I was reading recently an article in the European Journal of Clinical Microbiology & Infectious Diseases by R. J. Pomajz, M. Varman, A. Holst and A. Chen entitled, Hemolytic uremic syndrome (HUS) incidence and etiologies at a regional Children’s Hospital in 2001–2006. Here is the abstract:
Hemolytic uremic syndrome (HUS) is a serious health concern in children. HUS has primarily been linked to Escherichia coli O157:H7 infections, but non-O157 strains are gaining attention. Hemolytic anemia, thrombocytopenia, and acute renal failure are the characteristics of the syndrome. This study investigated the incidence of HUS at a regional Children’s Hospital between 2001 and 2006 by retrospective review. Cases of HUS were investigated for outcomes based on stool culture and an association of acute pancreatitis. A total of 44 cases were identified, of which 57% were female and 43% were male, with an age distribution of 13 months to 17 years and a median age of 3.44 years. Data revealed 13 cases in 2006 compared to two cases in 2001, with 84% of all illnesses occurring in the summer and fall seasons. The median duration of thrombocytopenia was eight days and 50% of all cases required dialysis.
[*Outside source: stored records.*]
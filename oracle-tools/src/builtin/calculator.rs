//! Arithmetic expression evaluator exposed as a free-text tool

use oracle_core::{OracleError, ValidationError};
use serde_json::json;

use crate::tool::Tool;

pub const CALCULATOR_TOOL: &str = "calculator";

/// Deepest nesting of parentheses, signs and exponents accepted
pub const MAX_NESTING: usize = 256;

pub fn calculator_tool() -> Tool {
    Tool::free_text(
        CALCULATOR_TOOL,
        "Evaluate an arithmetic expression. Supports + - * / % ^, parentheses, \
         the constants pi and e, and sqrt/abs/ln/exp/floor/ceil/round. \
         Input is the bare expression, e.g. (0.62 - 0.55) / 0.55 * 100",
        |input, _cancel| async move {
            let result = evaluate(&input).map_err(|message| {
                OracleError::Validation(ValidationError::new("input", message).with_value(input.clone()))
            })?;
            Ok::<_, OracleError>(json!({ "expression": input.trim(), "result": result }))
        },
    )
}

/// Evaluate an expression to a finite number
pub fn evaluate(expression: &str) -> Result<f64, String> {
    let tokens = tokenize(expression)?;
    let mut parser = Parser { tokens, pos: 0, depth: 0 };
    let value = parser.expr()?;
    if let Some(token) = parser.peek() {
        return Err(format!("unexpected {token:?} after expression"));
    }
    if !value.is_finite() {
        return Err("result is not a finite number".to_string());
    }
    Ok(value)
}

#[derive(Debug, Clone, PartialEq)]
enum Token {
    Number(f64),
    Ident(String),
    Op(char),
    LParen,
    RParen,
}

fn tokenize(input: &str) -> Result<Vec<Token>, String> {
    let mut tokens = Vec::new();
    let chars: Vec<char> = input.chars().collect();
    let mut i = 0;

    while i < chars.len() {
        let c = chars[i];
        match c {
            c if c.is_whitespace() => i += 1,
            '0'..='9' | '.' => {
                let start = i;
                while i < chars.len() && (chars[i].is_ascii_digit() || chars[i] == '.') {
                    i += 1;
                }
                // Scientific notation: 1e6, 2.5E-3
                if i < chars.len() && (chars[i] == 'e' || chars[i] == 'E') {
                    let mut j = i + 1;
                    if j < chars.len() && (chars[j] == '+' || chars[j] == '-') {
                        j += 1;
                    }
                    if j < chars.len() && chars[j].is_ascii_digit() {
                        i = j;
                        while i < chars.len() && chars[i].is_ascii_digit() {
                            i += 1;
                        }
                    }
                }
                let literal: String = chars[start..i].iter().collect();
                let value = literal
                    .parse::<f64>()
                    .map_err(|_| format!("invalid number '{literal}'"))?;
                tokens.push(Token::Number(value));
            }
            'a'..='z' | 'A'..='Z' | '_' => {
                let start = i;
                while i < chars.len() && (chars[i].is_ascii_alphanumeric() || chars[i] == '_') {
                    i += 1;
                }
                tokens.push(Token::Ident(chars[start..i].iter().collect::<String>().to_lowercase()));
            }
            '+' | '-' | '*' | '/' | '%' | '^' => {
                tokens.push(Token::Op(c));
                i += 1;
            }
            '(' => {
                tokens.push(Token::LParen);
                i += 1;
            }
            ')' => {
                tokens.push(Token::RParen);
                i += 1;
            }
            other => return Err(format!("unexpected character '{other}'")),
        }
    }

    if tokens.is_empty() {
        return Err("empty expression".to_string());
    }
    Ok(tokens)
}

struct Parser {
    tokens: Vec<Token>,
    pos: usize,
    depth: usize,
}

impl Parser {
    fn peek(&self) -> Option<&Token> {
        self.tokens.get(self.pos)
    }

    fn next(&mut self) -> Option<Token> {
        let token = self.tokens.get(self.pos).cloned();
        self.pos += 1;
        token
    }

    fn eat_op(&mut self, ops: &[char]) -> Option<char> {
        match self.peek() {
            Some(Token::Op(op)) if ops.contains(op) => {
                let op = *op;
                self.pos += 1;
                Some(op)
            }
            _ => None,
        }
    }

    // expr := term (('+' | '-') term)*
    fn expr(&mut self) -> Result<f64, String> {
        let mut value = self.term()?;
        while let Some(op) = self.eat_op(&['+', '-']) {
            let rhs = self.term()?;
            value = if op == '+' { value + rhs } else { value - rhs };
        }
        Ok(value)
    }

    // term := unary (('*' | '/' | '%') unary)*
    fn term(&mut self) -> Result<f64, String> {
        let mut value = self.unary()?;
        while let Some(op) = self.eat_op(&['*', '/', '%']) {
            let rhs = self.unary()?;
            value = match op {
                '*' => value * rhs,
                _ if rhs == 0.0 => return Err("division by zero".to_string()),
                '/' => value / rhs,
                _ => value % rhs,
            };
        }
        Ok(value)
    }

    // Every recursive path passes through here, so this bounds the stack
    fn unary(&mut self) -> Result<f64, String> {
        if self.depth >= MAX_NESTING {
            return Err(format!("expression nested deeper than {MAX_NESTING} levels"));
        }
        self.depth += 1;
        let value = match self.eat_op(&['-', '+']) {
            Some('-') => self.unary().map(|v| -v),
            Some(_) => self.unary(),
            None => self.power(),
        };
        self.depth -= 1;
        value
    }

    // Right associative: 2^3^2 = 2^9
    fn power(&mut self) -> Result<f64, String> {
        let base = self.primary()?;
        if self.eat_op(&['^']).is_some() {
            let exponent = self.unary()?;
            return Ok(base.powf(exponent));
        }
        Ok(base)
    }

    fn primary(&mut self) -> Result<f64, String> {
        match self.next() {
            Some(Token::Number(n)) => Ok(n),
            Some(Token::LParen) => {
                let value = self.expr()?;
                self.expect_rparen()?;
                Ok(value)
            }
            Some(Token::Ident(name)) => match name.as_str() {
                "pi" => Ok(std::f64::consts::PI),
                "e" => Ok(std::f64::consts::E),
                _ => {
                    if self.next() != Some(Token::LParen) {
                        return Err(format!("unknown identifier '{name}'"));
                    }
                    let arg = self.expr()?;
                    self.expect_rparen()?;
                    apply_function(&name, arg)
                }
            },
            Some(token) => Err(format!("unexpected {token:?}")),
            None => Err("unexpected end of expression".to_string()),
        }
    }

    fn expect_rparen(&mut self) -> Result<(), String> {
        match self.next() {
            Some(Token::RParen) => Ok(()),
            _ => Err("missing closing parenthesis".to_string()),
        }
    }
}

fn apply_function(name: &str, arg: f64) -> Result<f64, String> {
    match name {
        "sqrt" if arg < 0.0 => Err("sqrt of a negative number".to_string()),
        "sqrt" => Ok(arg.sqrt()),
        "abs" => Ok(arg.abs()),
        "ln" if arg <= 0.0 => Err("ln of a non-positive number".to_string()),
        "ln" => Ok(arg.ln()),
        "exp" => Ok(arg.exp()),
        "floor" => Ok(arg.floor()),
        "ceil" => Ok(arg.ceil()),
        "round" => Ok(arg.round()),
        other => Err(format!("unknown function '{other}'")),
    }
}
//! Tool execution engine for the Prediction Market Oracle
//!
//! Capabilities ([`Tool`]) are typed units of work the reasoning service can
//! call. They are catalogued in a [`ToolRegistry`], wrapped in a middleware
//! chain (logging, timing, timeout, retry, panic recovery, metrics), and
//! projected to the reasoning service's tool-calling format.

pub mod builtin;
pub mod metrics;
pub mod middleware;
pub mod registry;
pub mod schema;
pub mod tool;
pub mod value;
pub mod wire;

pub use builtin::{standard_registry, with_default_stack, ToolStackOptions};
pub use metrics::{MetricsCollector, ToolMetricsSnapshot};
pub use middleware::{Logging, Metrics, Middleware, Recover, Retry, Timeout, Timing};
pub use registry::ToolRegistry;
pub use schema::{ParameterSchema, Property, PropertyType};
pub use tool::{make_handler, Handler, Invocation, Tool, ToolKind, ToolResult};
pub use value::{arguments_from_json, Arguments, Value};
pub use wire::ToolDefinition;
//! Evidence and decision structures produced by a resolution run

use chrono::{DateTime, Utc};
use serde::{Deserialize, Deserializer, Serialize};

use crate::error::{OracleResult, ValidationError};

/// A factual claim extracted from retrieved evidence
#[derive(Debug, Clone, PartialEq, Serialize, Deserialize)]
#[serde(rename_all = "camelCase")]
pub struct Fact {
    pub statement: String,

    /// URLs backing this statement
    #[serde(default)]
    pub sources: Vec<String>,

    /// Confidence in [0, 1]; out-of-range values are clamped on parse
    #[serde(default, deserialize_with = "deserialize_confidence")]
    pub confidence: f64,

    /// Whether this fact conflicts with another extracted fact
    #[serde(default, deserialize_with = "deserialize_contradicts")]
    pub contradicts: bool,

    #[serde(default)]
    pub supporting_evidence: String,
}

/// Clamp into [0, 1]; NaN counts as no confidence
fn clamp_confidence(value: f64) -> f64 {
    if value.is_nan() {
        0.0
    } else {
        value.clamp(0.0, 1.0)
    }
}

fn deserialize_confidence<'de, D>(deserializer: D) -> std::result::Result<f64, D::Error>
where
    D: Deserializer<'de>,
{
    Ok(Option::<f64>::deserialize(deserializer)?.map_or(0.0, clamp_confidence))
}

/// Reasoning services report contradictions either as a flag or as the list of
/// conflicting statements; a non-empty list counts as a contradiction.
fn deserialize_contradicts<'de, D>(deserializer: D) -> std::result::Result<bool, D::Error>
where
    D: Deserializer<'de>,
{
    #[derive(Deserialize)]
    #[serde(untagged)]
    enum Flag {
        Bool(bool),
        List(Vec<serde_json::Value>),
        Text(String),
    }

    Ok(match Option::<Flag>::deserialize(deserializer)? {
        Some(Flag::Bool(b)) => b,
        Some(Flag::List(items)) => !items.is_empty(),
        Some(Flag::Text(s)) => !s.trim().is_empty(),
        None => false,
    })
}

impl Fact {
    pub fn new(statement: impl Into<String>, confidence: f64) -> Self {
        Self {
            statement: statement.into(),
            sources: Vec::new(),
            confidence: clamp_confidence(confidence),
            contradicts: false,
            supporting_evidence: String::new(),
        }
    }

    pub fn with_source(mut self, url: impl Into<String>) -> Self {
        self.sources.push(url.into());
        self
    }
}

/// A source discovered while searching
#[derive(Debug, Clone, PartialEq, Serialize, Deserialize)]
pub struct Source {
    pub url: String,
    #[serde(default)]
    pub title: String,
    #[serde(default)]
    pub snippet: String,
}

impl Source {
    pub fn new(url: impl Into<String>, title: impl Into<String>, snippet: impl Into<String>) -> Self {
        Self {
            url: url.into(),
            title: title.into(),
            snippet: snippet.into(),
        }
    }
}

/// A source weighted by how much the decision's facts lean on it
#[derive(Debug, Clone, PartialEq, Serialize, Deserialize)]
pub struct Citation {
    pub url: String,
    pub title: String,
    pub snippet: String,
    pub weight: f64,
}

impl Citation {
    pub fn from_source(source: &Source, weight: f64) -> Self {
        Self {
            url: source.url.clone(),
            title: source.title.clone(),
            snippet: source.snippet.clone(),
            weight,
        }
    }
}

/// Final outcome of a resolution run
#[derive(Debug, Clone, PartialEq, Serialize, Deserialize)]
#[serde(rename_all = "camelCase")]
pub struct Decision {
    /// Chosen outcome index (0 or 1 for binary markets)
    pub outcome_id: u8,
    pub confidence: f64,
    pub reasoning: String,
    pub facts: Vec<Fact>,
    pub citations: Vec<Citation>,
    pub decided_at: DateTime<Utc>,
}

impl Decision {
    /// Evidence URIs in citation order
    pub fn evidence_uris(&self) -> Vec<String> {
        self.citations.iter().map(|c| c.url.clone()).collect()
    }
}

/// Check an outcome/confidence pair returned by the reasoning service
pub fn validate_outcome(outcome_id: i64, confidence: f64) -> OracleResult<u8> {
    if outcome_id != 0 && outcome_id != 1 {
        return Err(ValidationError::new("outcomeId", "outcome must be 0 or 1")
            .with_value(outcome_id)
            .into());
    }
    if !(0.0..=1.0).contains(&confidence) {
        let err = ValidationError::new("confidence", "confidence must lie in [0, 1]");
        // NaN has no JSON representation
        let err = match serde_json::Number::from_f64(confidence) {
            Some(n) => err.with_value(n),
            None => err,
        };
        return Err(err.into());
    }
    Ok(outcome_id as u8)
}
E. coli O157:H7 was the predominant pathogen; however, 53% of the cases had unknown etiology. This data may suggest a growing number of cases from 2001 to 2006 and a role for agents other than E. coli O157:H7. E. coli O157:H7 caused longer intensive care unit (ICU) stay. No association between HUS and acute pancreatitis was found.
In addition, the article itself noted: “An increasing number of reports show E. coli of the non-O157 serotypes as the causative agent in developing HUS. Some non-O157 serotypes that have been associated with HUS include O26, O103, O111” and others.